Keywords: Icthyosis hystrix, epidermal nevus syndrome, etretinate

How to cite this article:
Nayak S, Acharjya B, Mohanty P. Ichthyosis hystrix. Indian Dermatol Online J 2013;4:47-9

How to cite this URL:
Nayak S, Acharjya B, Mohanty P. Ichthyosis hystrix. Indian Dermatol Online J [serial online] 2013 [cited 2021 Sep 20];4:47-9. Available from: https://www.idoj.in/text.asp?2013/4/1/47/105483

   Introduction Top

Ichthyosis hystrix the nomenclature comes from the Greek word and condition was first described in England in early 18 th century. The term ichthyosis hystrix is used to describe several rare skin disorders in the ichthyosis family of skin disorders characterized by massive hyperkeratosis with an appearance like spiny scales.
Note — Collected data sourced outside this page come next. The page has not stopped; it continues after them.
//! Entity resolution: whole-word substitutions applied after validation.

use std::collections::BTreeMap;

use regex::Regex;
use serde::{Deserialize, Serialize};

use crate::error::{KtError, Result};
use crate::rule::{self, Rule};
use crate::shape::AnswerValue;

/// Where a resolution was requested from.
#[derive(Debug, Clone, PartialEq, Eq, Serialize, Deserialize)]
pub struct EntitySource {
    #[serde(rename = "type")]
    pub kind: SourceKind,
    pub id: String,
}

impl EntitySource {
    pub fn query(prompt_id: impl Into<String>) -> Self {
        Self { kind: SourceKind::Query, id: prompt_id.into() }
    }

    pub fn column(column_id: impl Into<String>) -> Self {
        Self { kind: SourceKind::Column, id: column_id.into() }
    }
}

#[derive(Debug, Clone, Copy, PartialEq, Eq, Serialize, Deserialize)]
#[serde(rename_all = "snake_case")]
pub enum SourceKind {
    Query,
    Column,
}

/// A string answer or a list answer, as recorded in a [`ResolvedEntity`].
#[derive(Debug, Clone, PartialEq, Eq, Serialize, Deserialize)]
#[serde(untagged)]
pub enum EntityText {
    One(String),
    Many(Vec<String>),
}

/// Record of a substitution that changed an answer.
#[derive(Debug, Clone, PartialEq, Eq, Serialize, Deserialize)]
pub struct ResolvedEntity {
    pub original: EntityText,
    pub resolved: EntityText,
    pub source: EntitySource,
    pub entity_type: String,
}

/// Compiled `resolve_entity` substitutions.
///
/// All keys are joined into one `\b(?:k1|k2|...)\b` alternation, longest
/// key first, so overlapping keys prefer the longer match.
#[derive(Debug, Clone)]
pub struct EntityResolver {
    pattern: Regex,
    map: BTreeMap<String, String>,
}

impl EntityResolver {
    /// Compile a resolver. Returns `None` for an empty map.
    pub fn new(map: BTreeMap<String, String>) -> Result<Option<Self>> {
        if map.is_empty() {
            return Ok(None);
        }
        let mut keys: Vec<&str> = map.keys().map(String::as_str).collect();
        keys.sort_by(|a, b| b.len().cmp(&a.len()).then(a.cmp(b)));
        let alternation = keys.iter().map(|k| regex::escape(k)).collect::<Vec<_>>().join("|");
        let pattern = Regex::new(&format!(r"\b(?:{alternation})\b"))
            .map_err(|e| KtError::BadInput(format!("invalid resolve_entity keys: {e}")))?;
        Ok(Some(Self { pattern, map }))
    }

    /// Compile the merged `resolve_entity` rules of a query.
    pub fn from_rules(rules: &[Rule]) -> Result<Option<Self>> {
        Self::new(rule::resolution_map(rules))
    }

    /// Rewrite every whole-word key occurrence in `text`.
    pub fn apply_str(&self, text: &str) -> String {
        self.pattern
            .replace_all(text, |caps: &regex::Captures<'_>| {
                self.map.get(&caps[0]).cloned().unwrap_or_else(|| caps[0].to_string())
            })
            .into_owned()
    }

    /// Rewrite a string or string-list answer. Other shapes pass through.
    pub fn apply(&self, value: &AnswerValue) -> AnswerValue {
        match value {
            AnswerValue::String(s) => AnswerValue::String(self.apply_str(s)),
            AnswerValue::StringList(items) => {
                AnswerValue::StringList(items.iter().map(|s| self.apply_str(s)).collect())
            }
            other => other.clone(),
        }
    }
}

/// Apply the `resolve_entity` rules to `value`.
///
/// Returns the rewritten value and, only when it differs from the input, a
/// single [`ResolvedEntity`] describing the change.
pub fn resolve_answer(
    value: AnswerValue,
    rules: &[Rule],
    source: &EntitySource,
    entity_type: &str,
) -> Result<(AnswerValue, Option<Vec<ResolvedEntity>>)> {
    let Some(resolver) = EntityResolver::from_rules(rules)? else {
        return Ok((value, None));
    };
    let resolved = resolver.apply(&value);
    if resolved == value {
        return Ok((value, None));
    }

    let record = match (&value, &resolved) {
        (AnswerValue::String(original), AnswerValue::String(new)) => Some(ResolvedEntity {
            original: EntityText::One(original.clone()),
            resolved: EntityText::One(new.clone()),
            source: source.clone(),
            entity_type: entity_type.to_string(),
        }),
        (AnswerValue::StringList(original), AnswerValue::StringList(new)) => Some(ResolvedEntity {
            original: EntityText::Many(original.clone()),
            resolved: EntityText::Many(new.clone()),
            source: source.clone(),
            entity_type: entity_type.to_string(),
        }),
        _ => None,
    };
    Ok((resolved, record.map(|r| vec![r])))
}

#[cfg(test)]
mod tests {
    use super::*;
    use proptest::prelude::*;

    fn resolver(pairs: &[(&str, &str)]) -> EntityResolver {
        let map = pairs.iter().map(|(k, v)| (k.to_string(), v.to_string())).collect();
        EntityResolver::new(map).unwrap().unwrap()
    }

    #[test]
    fn replaces_whole_words_only() {
        let r = resolver(&[("NTZ", "natalizumab")]);
        assert_eq!(r.apply_str("NTZ"), "natalizumab");
        assert_eq!(r.apply_str("NTZ and NTZ."), "natalizumab and natalizumab.");
        assert_eq!(r.apply_str("NTZX"), "NTZX");
    }

    #[test]
    fn longer_keys_win() {
        let r = resolver(&[("New", "Old"), ("New York", "NYC")]);
        assert_eq!(r.apply_str("New York is New"), "NYC is Old");
    }

    #[test]
    fn keys_are_literal() {
        let r = resolver(&[("a.b", "x")]);
        assert_eq!(r.apply_str("a.b acb"), "x acb");
    }

    #[test]
    fn records_only_actual_changes() {
        let rules = [Rule::ResolveEntity(BTreeMap::from([("NTZ".into(), "natalizumab".into())]))];
        let source = EntitySource::query("p1");

        let (value, records) =
            resolve_answer(AnswerValue::String("NTZ".into()), &rules, &source, "Treatment").unwrap();
        assert_eq!(value, AnswerValue::String("natalizumab".into()));
        let records = records.unwrap();
        assert_eq!(records.len(), 1);
        assert_eq!(records[0].original, EntityText::One("NTZ".into()));
        assert_eq!(records[0].resolved, EntityText::One("natalizumab".into()));
        assert_eq!(records[0].source, source);

        let (_, none) =
            resolve_answer(AnswerValue::String("aspirin".into()), &rules, &source, "Treatment").unwrap();
        assert!(none.is_none());
        let (_, no_rules) =
            resolve_answer(AnswerValue::String("NTZ".into()), &[], &source, "Treatment").unwrap();
        assert!(no_rules.is_none());
    }

    #[test]
    fn lists_are_rewritten_element_wise() {
        let rules = [Rule::ResolveEntity(BTreeMap::from([("blue".into(), "ultramarine".into())]))];
        let (value, records) = resolve_answer(
            AnswerValue::StringList(vec!["blue".into(), "red".into()]),
            &rules,
            &EntitySource::column("c1"),
            "Color",
        )
        .unwrap();
        assert_eq!(value, AnswerValue::StringList(vec!["ultramarine".into(), "red".into()]));
        assert_eq!(records.unwrap()[0].original, EntityText::Many(vec!["blue".into(), "red".into()]));
    }

    #[test]
    fn source_serializes_with_type_tag() {
        let json = serde_json::to_value(EntitySource::column("c1")).unwrap();
        assert_eq!(json, serde_json::json!({"type": "column", "id": "c1"}));
    }

    proptest! {
        #[test]
        fn resolving_twice_equals_resolving_once(text in "[a-e ]{0,20}") {
            // keys drawn from a-c, values from x-z: disjoint as required
            let r = resolver(&[("a", "x"), ("bc", "yy"), ("c", "z")]);
            let once = r.apply_str(&text);
            prop_assert_eq!(r.apply_str(&once), once);
        }
    }
}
The term has also been employed to describe localized and linear warty epidermal nevi sometimes associated with mental retardation, seizures or skeletal anomalies. Alopecia and hair and nail abnormalities as well as inner ear deafness were also seen in these patients.

   Case Report Top

A 3-day-old full-term male, born by cesarean section out of non-consanguineous marriage, was referred to us from the Obstetrics and Gynaecology department with complaints of extensive verrucous hyperpigmented lesions.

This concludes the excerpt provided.